_EXERCISE OBJECTIVE_: Please print each record exactly, omitting none of them.

☆ ☆ ☆ ☆

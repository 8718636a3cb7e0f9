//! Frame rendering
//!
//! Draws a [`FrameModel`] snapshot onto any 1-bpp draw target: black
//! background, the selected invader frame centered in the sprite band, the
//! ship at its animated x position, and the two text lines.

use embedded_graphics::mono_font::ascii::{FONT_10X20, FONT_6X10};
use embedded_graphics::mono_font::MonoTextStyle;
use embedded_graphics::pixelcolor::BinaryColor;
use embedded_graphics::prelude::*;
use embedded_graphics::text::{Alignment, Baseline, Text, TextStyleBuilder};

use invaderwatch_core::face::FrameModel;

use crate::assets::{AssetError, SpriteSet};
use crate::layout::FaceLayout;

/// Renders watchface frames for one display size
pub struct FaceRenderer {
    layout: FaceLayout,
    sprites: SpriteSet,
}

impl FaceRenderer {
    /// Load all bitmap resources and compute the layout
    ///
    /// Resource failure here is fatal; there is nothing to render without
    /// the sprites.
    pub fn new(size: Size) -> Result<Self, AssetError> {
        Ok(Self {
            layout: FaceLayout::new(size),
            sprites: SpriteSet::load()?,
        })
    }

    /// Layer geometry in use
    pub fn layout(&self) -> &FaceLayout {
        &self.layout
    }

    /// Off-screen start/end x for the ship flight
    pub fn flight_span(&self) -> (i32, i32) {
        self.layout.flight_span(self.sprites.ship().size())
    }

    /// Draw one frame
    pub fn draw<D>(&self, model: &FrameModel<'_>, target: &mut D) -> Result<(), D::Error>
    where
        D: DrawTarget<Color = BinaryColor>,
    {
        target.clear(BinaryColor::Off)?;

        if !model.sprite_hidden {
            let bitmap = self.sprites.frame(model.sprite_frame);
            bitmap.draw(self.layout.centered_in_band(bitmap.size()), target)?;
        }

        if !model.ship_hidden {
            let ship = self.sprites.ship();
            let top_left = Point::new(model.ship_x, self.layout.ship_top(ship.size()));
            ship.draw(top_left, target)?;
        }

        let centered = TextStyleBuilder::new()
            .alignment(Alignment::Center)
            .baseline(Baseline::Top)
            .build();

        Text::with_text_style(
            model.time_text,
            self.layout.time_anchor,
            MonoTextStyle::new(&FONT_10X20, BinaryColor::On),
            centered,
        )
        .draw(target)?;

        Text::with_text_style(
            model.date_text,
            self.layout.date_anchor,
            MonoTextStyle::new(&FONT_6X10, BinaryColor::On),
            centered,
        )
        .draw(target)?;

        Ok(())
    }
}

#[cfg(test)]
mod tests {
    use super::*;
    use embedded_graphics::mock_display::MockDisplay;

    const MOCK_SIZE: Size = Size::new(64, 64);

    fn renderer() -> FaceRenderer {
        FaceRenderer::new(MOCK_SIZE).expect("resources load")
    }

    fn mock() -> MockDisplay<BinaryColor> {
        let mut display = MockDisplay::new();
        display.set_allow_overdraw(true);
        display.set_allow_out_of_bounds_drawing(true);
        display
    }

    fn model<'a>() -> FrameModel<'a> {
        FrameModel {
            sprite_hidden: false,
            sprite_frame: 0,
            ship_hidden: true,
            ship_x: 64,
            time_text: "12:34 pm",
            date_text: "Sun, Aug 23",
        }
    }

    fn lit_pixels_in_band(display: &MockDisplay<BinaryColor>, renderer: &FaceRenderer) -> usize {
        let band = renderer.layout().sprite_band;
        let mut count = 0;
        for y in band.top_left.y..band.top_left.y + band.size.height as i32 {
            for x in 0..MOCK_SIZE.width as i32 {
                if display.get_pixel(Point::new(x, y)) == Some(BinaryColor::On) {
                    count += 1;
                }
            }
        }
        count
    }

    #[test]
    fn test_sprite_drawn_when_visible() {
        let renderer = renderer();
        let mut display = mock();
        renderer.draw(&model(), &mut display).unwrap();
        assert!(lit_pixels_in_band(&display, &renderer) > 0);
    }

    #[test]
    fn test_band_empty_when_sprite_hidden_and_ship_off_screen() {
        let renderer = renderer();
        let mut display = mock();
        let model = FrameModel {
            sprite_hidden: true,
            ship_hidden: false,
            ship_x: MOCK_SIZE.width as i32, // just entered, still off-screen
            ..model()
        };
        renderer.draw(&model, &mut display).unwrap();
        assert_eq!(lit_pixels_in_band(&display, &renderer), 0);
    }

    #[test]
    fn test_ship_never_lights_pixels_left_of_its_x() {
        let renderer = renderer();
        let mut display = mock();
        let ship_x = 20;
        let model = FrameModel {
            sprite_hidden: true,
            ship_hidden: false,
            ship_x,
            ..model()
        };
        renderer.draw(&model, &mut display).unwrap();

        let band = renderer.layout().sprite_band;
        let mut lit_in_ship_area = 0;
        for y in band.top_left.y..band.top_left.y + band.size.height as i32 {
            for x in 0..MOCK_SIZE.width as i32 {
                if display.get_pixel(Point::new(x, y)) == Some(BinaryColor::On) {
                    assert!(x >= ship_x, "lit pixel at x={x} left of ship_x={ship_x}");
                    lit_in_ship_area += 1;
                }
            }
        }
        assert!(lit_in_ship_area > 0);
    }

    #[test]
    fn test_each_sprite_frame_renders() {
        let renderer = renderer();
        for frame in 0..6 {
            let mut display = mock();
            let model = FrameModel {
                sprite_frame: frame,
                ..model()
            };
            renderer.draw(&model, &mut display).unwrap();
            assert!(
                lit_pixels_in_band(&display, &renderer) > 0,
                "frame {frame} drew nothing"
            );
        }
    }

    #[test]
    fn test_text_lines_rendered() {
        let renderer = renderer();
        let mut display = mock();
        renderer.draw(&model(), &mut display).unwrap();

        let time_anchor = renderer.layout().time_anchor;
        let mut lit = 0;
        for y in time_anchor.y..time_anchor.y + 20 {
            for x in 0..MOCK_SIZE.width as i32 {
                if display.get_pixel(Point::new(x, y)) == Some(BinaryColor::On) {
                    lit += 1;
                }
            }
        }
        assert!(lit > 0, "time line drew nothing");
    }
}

☆ ☆ ☆ ☆

_EXERCISE SOLUTION_:
repository 8718636a3cb7e0f9
//! Frame rendering
//!
//! Draws a [`FrameModel`] snapshot onto any 1-bpp draw target: black
//! background, the selected invader frame centered in the sprite band, the
//! ship at its animated x position, and the two text lines.

use embedded_graphics::mono_font::ascii::{FONT_10X20, FONT_6X10};
use embedded_graphics::mono_font::MonoTextStyle;
use embedded_graphics::pixelcolor::BinaryColor;
use embedded_graphics::prelude::*;
use embedded_graphics::text::{Alignment, Baseline, Text, TextStyleBuilder};

use invaderwatch_core::face::FrameModel;

use crate::assets::{AssetError, SpriteSet};
use crate::layout::FaceLayout;

/// Renders watchface frames for one display size
pub struct FaceRenderer {
    layout: FaceLayout,
    sprites: SpriteSet,
}

impl FaceRenderer {
    /// Load all bitmap resources and compute the layout
    ///
    /// Resource failure here is fatal; there is nothing to render without
    /// the sprites.
    pub fn new(size: Size) -> Result<Self, AssetError> {
        Ok(Self {
            layout: FaceLayout::new(size),
            sprites: SpriteSet::load()?,
        })
    }

    /// Layer geometry in use
    pub fn layout(&self) -> &FaceLayout {
        &self.layout
    }

    /// Off-screen start/end x for the ship flight
    pub fn flight_span(&self) -> (i32, i32) {
        self.layout.flight_span(self.sprites.ship().size())
    }

    /// Draw one frame
    pub fn draw<D>(&self, model: &FrameModel<'_>, target: &mut D) -> Result<(), D::Error>
    where
        D: DrawTarget<Color = BinaryColor>,
    {
        target.clear(BinaryColor::Off)?;

        if !model.sprite_hidden {
            let bitmap = self.sprites.frame(model.sprite_frame);
            bitmap.draw(self.layout.centered_in_band(bitmap.size()), target)?;
        }

        if !model.ship_hidden {
            let ship = self.sprites.ship();
            let top_left = Point::new(model.ship_x, self.layout.ship_top(ship.size()));
            ship.draw(top_left, target)?;
        }

        let centered = TextStyleBuilder::new()
            .alignment(Alignment::Center)
            .baseline(Baseline::Top)
            .build();

        Text::with_text_style(
            model.time_text,
            self.layout.time_anchor,
            MonoTextStyle::new(&FONT_10X20, BinaryColor::On),
            centered,
        )
        .draw(target)?;

        Text::with_text_style(
            model.date_text,
            self.layout.date_anchor,
            MonoTextStyle::new(&FONT_6X10, BinaryColor::On),
            centered,
        )
        .draw(target)?;

        Ok(())
    }
}

#[cfg(test)]
mod tests {
    use super::*;
    use embedded_graphics::mock_display::MockDisplay;

    const MOCK_SIZE: Size = Size::new(64, 64);

    fn renderer() -> FaceRenderer {
        FaceRenderer::new(MOCK_SIZE).expect("resources load")
    }

    fn mock() -> MockDisplay<BinaryColor> {
        let mut display = MockDisplay::new();
        display.set_allow_overdraw(true);
        display.set_allow_out_of_bounds_drawing(true);
        display
    }

    fn model<'a>() -> FrameModel<'a> {
        FrameModel {
            sprite_hidden: false,
            sprite_frame: 0,
            ship_hidden: true,
            ship_x: 64,
            time_text: "12:34 pm",
            date_text: "Sun, Aug 23",
        }
    }

    fn lit_pixels_in_band(display: &MockDisplay<BinaryColor>, renderer: &FaceRenderer) -> usize {
        let band = renderer.layout().sprite_band;
        let mut count = 0;
        for y in band.top_left.y..band.top_left.y + band.size.height as i32 {
            for x in 0..MOCK_SIZE.width as i32 {
                if display.get_pixel(Point::new(x, y)) == Some(BinaryColor::On) {
                    count += 1;
                }
            }
        }
        count
    }

    #[test]
    fn test_sprite_drawn_when_visible() {
        let renderer = renderer();
        let mut display = mock();
        renderer.draw(&model(), &mut display).unwrap();
        assert!(lit_pixels_in_band(&display, &renderer) > 0);
    }

    #[test]
    fn test_band_empty_when_sprite_hidden_and_ship_off_screen() {
        let renderer = renderer();
        let mut display = mock();
        let model = FrameModel {
            sprite_hidden: true,
            ship_hidden: false,
            ship_x: MOCK_SIZE.width as i32, // just entered, still off-screen
            ..model()
        };
        renderer.draw(&model, &mut display).unwrap();
        assert_eq!(lit_pixels_in_band(&display, &renderer), 0);
    }

    #[test]
    fn test_ship_never_lights_pixels_left_of_its_x() {
        let renderer = renderer();
        let mut display = mock();
        let ship_x = 20;
        let model = FrameModel {
            sprite_hidden: true,
            ship_hidden: false,
            ship_x,
            ..model()
        };
        renderer.draw(&model, &mut display).unwrap();

        let band = renderer.layout().sprite_band;
        let mut lit_in_ship_area = 0;
        for y in band.top_left.y..band.top_left.y + band.size.height as i32 {
            for x in 0..MOCK_SIZE.width as i32 {
                if display.get_pixel(Point::new(x, y)) == Some(BinaryColor::On) {
                    assert!(x >= ship_x, "lit pixel at x={x} left of ship_x={ship_x}");
                    lit_in_ship_area += 1;
                }
            }
        }
        assert!(lit_in_ship_area > 0);
    }

    #[test]
    fn test_each_sprite_frame_renders() {
        let renderer = renderer();
        for frame in 0..6 {
            let mut display = mock();
            let model = FrameModel {
                sprite_frame: frame,
                ..model()
            };
            renderer.draw(&model, &mut display).unwrap();
            assert!(
                lit_pixels_in_band(&display, &renderer) > 0,
                "frame {frame} drew nothing"
            );
        }
    }

    #[test]
    fn test_text_lines_rendered() {
        let renderer = renderer();
        let mut display = mock();
        renderer.draw(&model(), &mut display).unwrap();

        let time_anchor = renderer.layout().time_anchor;
        let mut lit = 0;
        for y in time_anchor.y..time_anchor.y + 20 {
            for x in 0..MOCK_SIZE.width as i32 {
                if display.get_pixel(Point::new(x, y)) == Some(BinaryColor::On) {
                    lit += 1;
                }
            }
        }
        assert!(lit > 0, "time line drew nothing");
    }
}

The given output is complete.